Prep Time: 15 minutes

Start to Finish: 1 hour

Makes: 10 servings

INGREDIENTS
1/2 cup White Vinegar
2 tablespoons Dark Rum
2 Habanero Peppers with seeds; chopped
1 Red Onion; chopped
4 Scallions; chopped
1 tablespoon Dried Thyme
2 tablespoons Olive Oil
2 tablespoons Salt
2 tablespoons Ground Black Pepper
4 tablespoons Ground Allspice
4 tablespoons Ground Cinnamon
4 tablespoons White Pepper
4 tablespoons Ground Nutmeg
4 tablespoons Ground Ginger
2 tablespoons Molasses
1 (5 or 6 pound) Roasting Chicken;
   cut in half, lengthwise
1/2 cup Lime Juice
Salt and Pepper
 
DIRECTIONS
1. Add vinegar, rum, habanero peppers, onion, scallions, thyme, olive oil, salt, pepper, allspice, cinnamon, white pepper, nutmeg, ginger, and molasses to a blender or food processor and pulse until smooth paste is formed.

2. Place chicken in a large freezer bag, or in a large roasting pan. Pour lime juice over the chicken, coating well. Add the jerk paste to the chicken and coat well. Seal the bag or cover pan with plastic wrap. Refrigerate overnight.

3. Remove chicken from the marinade bag or pan for cooking. Put the remaining marinade into a small saucepan. Bring to a boil, reduce heat and simmer for 10 minutes. Set aside to use as a basting sauce for the chicken.

4. Preheat grill to medium high. Sprinkle chicken halves with salt and pepper. Place chicken halves, skin side down on the grill.
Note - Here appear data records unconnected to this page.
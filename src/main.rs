use clap::Parser;
use doc_scanner::api::ApiClient;
use doc_scanner::export::{export_result, PdfExporter, ResvgRasterizer};
use doc_scanner::{cli, config, error, logging, view};
use doc_scanner_common::listing::build_items;
use doc_scanner_common::{AnalysisResult, DetailView, RetryPolicy, ViewMode};
use cli::{Cli, Commands};
use config::Config;
use error::{DocScannerError, Result};
use indicatif::{ProgressBar, ProgressStyle};
use std::time::Duration;
use tokio_util::sync::CancellationToken;

fn spinner(message: &str) -> ProgressBar {
    let pb = ProgressBar::new_spinner();
    pb.set_style(
        ProgressStyle::default_spinner()
            .template("{spinner:.cyan} {msg}")
            .unwrap_or_else(|_| ProgressStyle::default_spinner()),
    );
    pb.set_message(message.to_string());
    pb.enable_steady_tick(Duration::from_millis(100));
    pb
}

fn read_result(path: &std::path::Path) -> Result<AnalysisResult> {
    let content = std::fs::read_to_string(path)?;
    Ok(AnalysisResult::from_json_str(&content)?)
}

#[tokio::main]
async fn main() -> Result<()> {
    let cli = Cli::parse();
    logging::init(cli.verbose);
    let mut config = Config::load()?;

    match cli.command {
        Commands::Upload { file, output, details } => {
            println!("📄 doc-scanner - Envio de documento\n");
            let client = ApiClient::from_config(&config)?;

            println!("[1/2] Arquivo selecionado: {}", file.display());
            tracing::debug!("endpoint: {}", client.upload_endpoint());
            let pb = spinner("Enviando arquivo e aguardando análise...");
            let outcome = client.upload_file(&file).await;
            pb.finish_and_clear();

            let result = match outcome {
                Ok(result) => result,
                Err(err @ DocScannerError::UnsupportedFile(_)) => {
                    println!("❌ Por favor, selecione um arquivo de imagem ou PDF.");
                    return Err(err);
                }
                Err(err) => {
                    println!("❌ {}", err.upload_status());
                    return Err(err);
                }
            };
            println!("✔ Sucesso! Documento processado.\n");

            print!("{}", view::render_summary(&result));
            if details {
                println!();
                print!("{}", view::render_detail(&DetailView::from_result(&result), false));
            }

            if let Some(output) = output {
                println!("\n[2/2] Salvando resposta...");
                doc_scanner::export::json::export_json(&result, &output)?;
                println!("✔ Resposta salva: {}", output.display());
            }
        }

        Commands::List { output, attempts, base_delay_ms } => {
            println!("📚 doc-scanner - Documentos\n");
            let default_policy = config.retry_policy();
            let policy = RetryPolicy::new(
                attempts.unwrap_or(default_policy.max_attempts),
                base_delay_ms
                    .map(Duration::from_millis)
                    .unwrap_or(default_policy.base_delay),
            );
            let client = ApiClient::from_config(&config)?.with_retry_policy(policy);

            let cancel = CancellationToken::new();
            let ctrl_c = cancel.clone();
            tokio::spawn(async move {
                if tokio::signal::ctrl_c().await.is_ok() {
                    ctrl_c.cancel();
                }
            });

            tracing::debug!("endpoint: {}", client.list_endpoint());
            let pb = spinner("Carregando documentos...");
            let outcome = client.fetch_documents(&cancel).await;
            pb.finish_and_clear();

            let documents = match outcome {
                Ok(documents) => documents,
                Err(DocScannerError::Cancelled) => return Err(DocScannerError::Cancelled),
                Err(err) => {
                    tracing::warn!("{}", err);
                    Vec::new()
                }
            };

            if let Some(output) = output {
                let raw: Vec<&serde_json::Value> = documents.iter().map(|d| d.raw()).collect();
                std::fs::write(&output, serde_json::to_string_pretty(&raw)?)?;
                println!("✔ Lista salva: {}", output.display());
            }

            let items = build_items(documents, &config.placeholder_image);
            if items.is_empty() {
                println!("{}", doc_scanner_common::listing::EMPTY_MESSAGE);
            } else {
                print!("{}", view::render_list(&items));
                println!("\n✅ {} documento(s)", items.len());
            }
        }

        Commands::Show { input, json } => {
            let result = read_result(&input)?;
            print!("{}", view::render_detail(&DetailView::from_result(&result), json));
        }

        Commands::Export { input, format, output } => {
            println!("📄 doc-scanner - Exportação\n");
            let result = read_result(&input)?;
            let exporter = PdfExporter::new(ResvgRasterizer::new());
            let written = export_result(&result, format, &output, &exporter)?;
            println!("\n✅ {} arquivo(s) gerado(s)", written.len());
        }

        Commands::Carousel { count, active, grid } => {
            let mode = if grid { ViewMode::Grid } else { ViewMode::Carousel };
            println!("{} ({} itens, ativo {})", mode.label(), count, active);
            print!("{}", view::render_carousel(active, count, mode));
        }

        Commands::Config { set_upload_endpoint, set_list_endpoint, show } => {
            if let Some(url) = set_upload_endpoint {
                config.set_upload_endpoint(url)?;
                println!("✔ Endpoint de envio salvo");
            }
            if let Some(url) = set_list_endpoint {
                config.set_list_endpoint(url)?;
                println!("✔ Endpoint da lista salvo");
            }

            if show {
                println!("Configuração ({}):", Config::config_path()?.display());
                println!("  Envio: {}", config.upload_endpoint());
                println!("  Lista: {}", config.list_endpoint());
                println!("  Tentativas: {}", config.max_attempts);
                println!("  Espera inicial: {}ms", config.base_delay_ms);
                println!("  Imagem padrão: {}", config.placeholder_image);
                match config.timeout() {
                    Some(timeout) => println!("  Timeout: {}s", timeout.as_secs()),
                    None => println!("  Timeout: desativado"),
                }
            }
        }
    }

    Ok(())
}
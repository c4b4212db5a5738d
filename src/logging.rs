use tracing_subscriber::{fmt, EnvFilter};

/// Installs the diagnostic subscriber.
///
/// `--verbose` turns on `debug` for this workspace; otherwise only an
/// explicit `RUST_LOG` enables output. User-facing progress is printed
/// directly and does not go through here.
pub fn init(verbose: bool) {
    let filter = match std::env::var("RUST_LOG") {
        Ok(directives) if !directives.trim().is_empty() => EnvFilter::new(directives),
        _ if verbose => EnvFilter::new("doc_scanner=debug,doc_scanner_common=debug"),
        _ => return,
    };
    let _ = fmt()
        .with_env_filter(filter)
        .with_target(false)
        .with_level(true)
        .with_thread_ids(false)
        .with_thread_names(false)
        .with_writer(std::io::stderr)
        .try_init();
}
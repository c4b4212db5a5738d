use thiserror::Error;

#[derive(Error, Debug)]
pub enum DocScannerError {
    #[error("Erro de configuração: {0}")]
    Config(String),

    #[error("Erro de E/S: {0}")]
    Io(#[from] std::io::Error),

    #[error("Erro ao interpretar JSON: {0}")]
    Json(#[from] serde_json::Error),

    #[error("Erro de conexão: {0}")]
    Http(#[from] reqwest::Error),

    #[error("Envio recusado ({status}): {body}")]
    UploadRejected { status: u16, body: String },

    #[error("Falha ao buscar documentos: {0}")]
    ListFetch(String),

    #[error("Operação cancelada")]
    Cancelled,

    #[error("Falha após {attempts} tentativas: {last_error}")]
    RetriesExhausted { attempts: u32, last_error: String },

    #[error("Erro ao gerar PDF: {0}")]
    Pdf(String),

    #[error("Erro ao renderizar snapshot: {0}")]
    Raster(String),

    #[error("Tipo de arquivo não suportado: {0}")]
    UnsupportedFile(String),

    #[error(transparent)]
    Common(#[from] doc_scanner_common::Error),
}

impl DocScannerError {
    /// Status line for the upload form, matching what the form shows for
    /// the same failure in the desktop viewer.
    pub fn upload_status(&self) -> String {
        use doc_scanner_common::upload::{connection_message, rejection_message};

        match self {
            DocScannerError::UploadRejected { status, body } => rejection_message(*status, body),
            DocScannerError::Http(err) => connection_message(&err.to_string()),
            other => connection_message(&other.to_string()),
        }
    }
}

pub type Result<T> = std::result::Result<T, DocScannerError>;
Cover and cook for approximately one hour, keeping the internal grill temperature between 350°F and 400°F. Turn chickens occasionally and baste with marinade, until the chicken halves are cooked through. The chicken is done when the juices run clear when a knife tip is inserted into both the chicken breast and thigh.

5. Transfer chicken to platter and tent loosely with foil to keep warm and let stand 15 minutes. Cut chicken into pieces and serve.

Note:
Habanero chili peppers are very hot and can cause extreme pain if they come in contact with your eyes. We strongly recommend wearing protective gloves while handling the chilies and the jerk paste.